Because she didn't have a doctor's note.

Alaska Airlines is apologizing for forcing a cancer-stricken passenger and her family off of a flight because she didn’t have a doctor’s note to fly.

Elizabeth Sedway, 51, has multiple myeloma. She was returning home from a Hawaiian vacation with her two sons and husband and had boarded the plane wearing a surgical mask. Once on the plane, she was told she would not be able to proceed without a physician’s permission. Her removal from the plane was caught on video. Not a good look Alaska Air.

Sedway and her family had to find a hotel room for the night, an expense that the airline wasn’t going to pay at first. She also says her children missed school, her husband missed work appointments and she missed a chemotherapy appointment.

However, now Alaska Air has apologized in a statement and made other concessions. Via The Washington Post:

“We regret the inconvenience Ms. Sedway experienced yesterday. Her family’s tickets have been refunded and we’ll cover the cost of her family’s overnight accommodations in Lihue. Our employee had the customer’s well-being in mind when we sought the advice of trained medical professionals.”

Apparently, what spurred the incident was the fact that Sedway said she would need more time to board the plane because she feels “weak.” A spokesperson for the company, Halley Knigge, says the airline has protocols in place such that a doctor, hired by Alaska Airlines, determined that Sedway was deemed unfit to fly. Since the flight was heading to California, the airline was being cautious because they were going over the Pacific Ocean.

This all makes sense actually. If Sedway seems ill and the airline wants clearance before flying over a large body of water, that’s reasonable. The way this situation was handled is really the big issue here.

Airlines need to have protocols in place so that they don’t make a show of booting customers off of planes. When did the flight attendants get word that Sedway hadn’t been cleared by the airline’s doctor? Maybe she and her family should’ve been told to wait by the gate for that note before being allowed to board?

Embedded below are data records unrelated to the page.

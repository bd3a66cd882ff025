// Client startup: parse the startup packet, run the HBA-selected
// authentication exchange, log in to a backend slot, and replay its captured
// startup trace so the client reaches ReadyForQuery.

use bytes::{BufMut, BytesMut};
use log::{info, warn};
use std::net::IpAddr;
use tokio::io::BufReader;

use crate::auth::hba::AuthMethod;
use crate::auth::scram::ServerExchange;
use crate::client::registry;
use crate::client::Client;
use crate::config::{self, get_config, VERSION};
use crate::errors::Error;
use crate::messages::constants::*;
use crate::messages::{
    auth_ok_message, backend_key_data, error_response_terminal, md5_challenge,
    md5_hash_password, parse_startup, plain_password_challenge, pool_full_error, read_password,
    ready_for_query, scram_server_response, scram_start_challenge, server_failover_error,
    wrong_password, write_all_flush,
};
use crate::pool::{get_pool, SlotLease};

/// Databases that select the admin console instead of a backend.
const ADMIN_DATABASES: [&str; 2] = ["pgwarden", "pgbouncer"];

/// Strip the trailing NUL of a password message payload.
fn password_str(payload: &[u8]) -> String {
    let end = payload.iter().position(|b| *b == 0).unwrap_or(payload.len());
    String::from_utf8_lossy(&payload[..end]).to_string()
}

/// A random password stands in for unknown users, so the exchange runs to
/// completion and fails without revealing whether the user exists.
fn decoy_password() -> String {
    let raw: [u8; 16] = rand::random();
    base64::Engine::encode(&base64::engine::general_purpose::STANDARD, raw)
}

impl<S, T> Client<S, T>
where
    S: tokio::io::AsyncRead + std::marker::Unpin,
    T: tokio::io::AsyncWrite + std::marker::Unpin,
{
    /// Handle Postgres client startup after transport negotiation is
    /// complete. On success the client has seen AuthenticationOk and
    /// ReadyForQuery, and holds a backend slot unless it is an admin.
    #[allow(clippy::too_many_arguments)]
    pub async fn startup(
        read: S,
        write: T,
        ip: Option<IpAddr>,
        addr: String,
        id: i64,
        bytes: BytesMut,
        tls: bool,
    ) -> Result<(Client<S, T>, Option<SlotLease<'static>>), Error> {
        let config = get_config();
        let parameters = parse_startup(bytes)?;

        // Mandatory by the protocol.
        let username = match parameters.get("user") {
            Some(user) => user.clone(),
            None => return Err(Error::ClientBadStartup),
        };

        let database = parameters
            .get("database")
            .unwrap_or(&username)
            .to_string();

        let appname = parameters
            .get("application_name")
            .cloned()
            .unwrap_or_else(|| "pg_warden".to_string());

        let admin = ADMIN_DATABASES.contains(&database.as_str());

        let mut client = Client {
            read: BufReader::new(read),
            write,
            ip,
            addr,
            id,
            username: username.clone(),
            database: database.clone(),
            appname: appname.clone(),
            admin,
        };

        if admin {
            client.authenticate_admin().await?;
            client.finish_admin_startup().await?;
            return Ok((client, None));
        }

        // HBA decides the method; the users file provides the credential.
        let method = match client.hba_method(tls) {
            Ok(method) => method,
            Err(err) => {
                error_response_terminal(
                    &mut client.write,
                    &format!(
                        "no pg_hba entry for user \"{username}\", database \"{database}\""
                    ),
                    SQLSTATE_INVALID_AUTHORIZATION,
                )
                .await?;
                return Err(err);
            }
        };
        if let Err(err) = client.authenticate(method).await {
            warn!("Authentication failed for {username}@{}: {err}", client.addr);
            return Err(err);
        }

        // Backend login: acquire a slot, creating one if the pool allows it.
        let pool = get_pool().ok_or(Error::ShuttingDown)?;
        let mut lease = match pool
            .get_connection(&username, &database, true, false, id)
            .await
        {
            Ok(lease) => lease,
            Err(Error::PoolFull) => {
                pool_full_error(&mut client.write).await?;
                return Err(Error::PoolFull);
            }
            Err(Error::AllServersDown) => {
                server_failover_error(&mut client.write).await?;
                return Err(Error::AllServersDown);
            }
            Err(err) => {
                error_response_terminal(
                    &mut client.write,
                    "connection refused",
                    SQLSTATE_TOO_MANY_CONNECTIONS,
                )
                .await?;
                return Err(err);
            }
        };

        pool.slot(lease.slot()).meta.lock().appname = appname.clone();

        // Replay the captured startup trace: the client reaches
        // AuthenticationOk and ReadyForQuery without backend traffic.
        let mut buf = auth_ok_message();
        buf.put_slice(lease.conn().startup_trace());
        write_all_flush(&mut client.write, &buf).await?;

        registry::set_identity(id, &username, &database);
        if config.general.log_client_connections {
            info!(
                "Client {} connected as {}/{} application {} ({})",
                client.addr,
                username,
                database,
                client.appname,
                if tls { "tls" } else { "plain" }
            );
        }

        Ok((client, Some(lease)))
    }

    /// First matching HBA entry decides; no entry is a hard reject.
    fn hba_method(&self, ssl: bool) -> Result<AuthMethod, Error> {
        let config = get_config();

        if config.general.hba_file.is_none() {
            // No HBA configured: challenge known users, trust the rest.
            return Ok(if config::user_known(&self.username) {
                AuthMethod::Md5
            } else {
                AuthMethod::Trust
            });
        }

        match config
            .hba
            .lookup(self.ip, ssl, &self.username, &self.database)
        {
            Some(AuthMethod::Reject) | None => Err(Error::HbaForbiddenError(format!(
                "no pg_hba entry for host {:?}, user {}, database {}",
                self.ip, self.username, self.database
            ))),
            Some(method) => Ok(method),
        }
    }

    async fn authenticate(&mut self, method: AuthMethod) -> Result<(), Error> {
        let method = match method {
            AuthMethod::Any => {
                if config::user_known(&self.username) {
                    AuthMethod::Md5
                } else {
                    AuthMethod::Trust
                }
            }
            method => method,
        };

        match method {
            AuthMethod::Trust => Ok(()),
            AuthMethod::Password => self.authenticate_password().await,
            AuthMethod::Md5 => self.authenticate_md5().await,
            AuthMethod::ScramSha256 => self.authenticate_scram().await,
            AuthMethod::Reject | AuthMethod::Any => unreachable!("resolved above"),
        }
    }

    async fn authenticate_password(&mut self) -> Result<(), Error> {
        let stored = config::user_password(&self.username);
        let known = stored.is_some();
        let stored = stored.unwrap_or_else(decoy_password);

        plain_password_challenge(&mut self.write).await?;
        let response = read_password(&mut self.read).await?;

        if !known || password_str(&response) != stored {
            wrong_password(&mut self.write, &self.username).await?;
            return Err(Error::AuthError(format!(
                "password authentication failed for {}",
                self.username
            )));
        }

        Ok(())
    }

    async fn authenticate_md5(&mut self) -> Result<(), Error> {
        let stored = config::user_password(&self.username);
        let known = stored.is_some();
        let stored = stored.unwrap_or_else(decoy_password);

        let salt = md5_challenge(&mut self.write).await?;
        let response = read_password(&mut self.read).await?;

        let expected = md5_hash_password(&self.username, &stored, &salt);
        if !known || expected != response {
            wrong_password(&mut self.write, &self.username).await?;
            return Err(Error::AuthError(format!(
                "md5 authentication failed for {}",
                self.username
            )));
        }

        Ok(())
    }

    async fn authenticate_scram(&mut self) -> Result<(), Error> {
        let stored = config::user_password(&self.username);
        let known = stored.is_some();
        let stored = stored.unwrap_or_else(decoy_password);

        let mut exchange = ServerExchange::new(&stored);

        scram_start_challenge(&mut self.write).await?;

        // SASLInitialResponse: mechanism name, an i32 payload length, then
        // client-first-message.
        let initial = read_password(&mut self.read).await?;
        let mechanism_end = initial
            .iter()
            .position(|b| *b == 0)
            .ok_or(Error::ProtocolSyncError("bad SASLInitialResponse".into()))?;
        let mechanism = String::from_utf8_lossy(&initial[..mechanism_end]);
        if mechanism != SCRAM_SHA_256 {
            error_response_terminal(
                &mut self.write,
                "unsupported SASL mechanism",
                SQLSTATE_INVALID_AUTHORIZATION,
            )
            .await?;
            return Err(Error::AuthError(format!(
                "unsupported SASL mechanism {mechanism}"
            )));
        }
        if initial.len() < mechanism_end + 5 {
            return Err(Error::ProtocolSyncError("bad SASLInitialResponse".into()));
        }
        let client_first = String::from_utf8_lossy(&initial[mechanism_end + 5..]).to_string();

        let server_first = match exchange.handle_client_first(&client_first) {
            Ok(server_first) => server_first,
            Err(err) => {
                wrong_password(&mut self.write, &self.username).await?;
                return Err(err);
            }
        };
        scram_server_response(&mut self.write, SASL_CONTINUE, &server_first).await?;

        let final_message = read_password(&mut self.read).await?;
        let client_final = String::from_utf8_lossy(&final_message).to_string();

        let server_final = match exchange.handle_client_final(&client_final) {
            Ok(server_final) if known => server_final,
            _ => {
                wrong_password(&mut self.write, &self.username).await?;
                return Err(Error::AuthError(format!(
                    "SCRAM authentication failed for {}",
                    self.username
                )));
            }
        };
        scram_server_response(&mut self.write, SASL_FINAL, &server_final).await?;

        Ok(())
    }

    /// Admin clients get synthesized parameters; there is no backend behind
    /// the console.
    async fn finish_admin_startup(&mut self) -> Result<(), Error> {
        let mut buf = auth_ok_message();

        for (key, value) in [
            ("client_encoding", "UTF8"),
            ("server_encoding", "UTF8"),
            ("server_version", VERSION),
            ("application_name", "pg_warden"),
            ("DateStyle", "ISO, MDY"),
            ("TimeZone", "Etc/UTC"),
            ("integer_datetimes", "on"),
            ("standard_conforming_strings", "on"),
        ] {
            buf.put_u8(b'S');
            buf.put_i32(4 + key.len() as i32 + 1 + value.len() as i32 + 1);
            buf.put_slice(key.as_bytes());
            buf.put_u8(0);
            buf.put_slice(value.as_bytes());
            buf.put_u8(0);
        }

        buf.put(backend_key_data(rand::random(), rand::random()));
        buf.put(ready_for_query(false));

        write_all_flush(&mut self.write, &buf).await
    }

    /// Admin console access authenticates with md5 against the configured
    /// admin credentials.
    pub(crate) async fn authenticate_admin(&mut self) -> Result<(), Error> {
        let config = get_config();

        let salt = md5_challenge(&mut self.write).await?;
        let response = read_password(&mut self.read).await?;

        let expected = md5_hash_password(
            &config.general.admin_username,
            &config.general.admin_password,
            &salt,
        );

        if expected != response || self.username != config.general.admin_username {
            wrong_password(&mut self.write, &self.username).await?;
            return Err(Error::AuthError(format!(
                "admin authentication failed for {}",
                self.username
            )));
        }

        Ok(())
    }
}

Why didn’t they take Sedway’s word that she would be fine? The story and the now-viral clip reflects poorly on the airline and its customer service even though they may have had good intentions.

There are things that are out of an airline’s control and things that they should be able to manage well. This is one of the things that can be better managed. If airlines really do care about their customers — or at least want to avoid the harsh glare of the media coverage of another travel horror story — they have to have the right policies in place and teach workers about the procedures to execute those policies is a respectful way.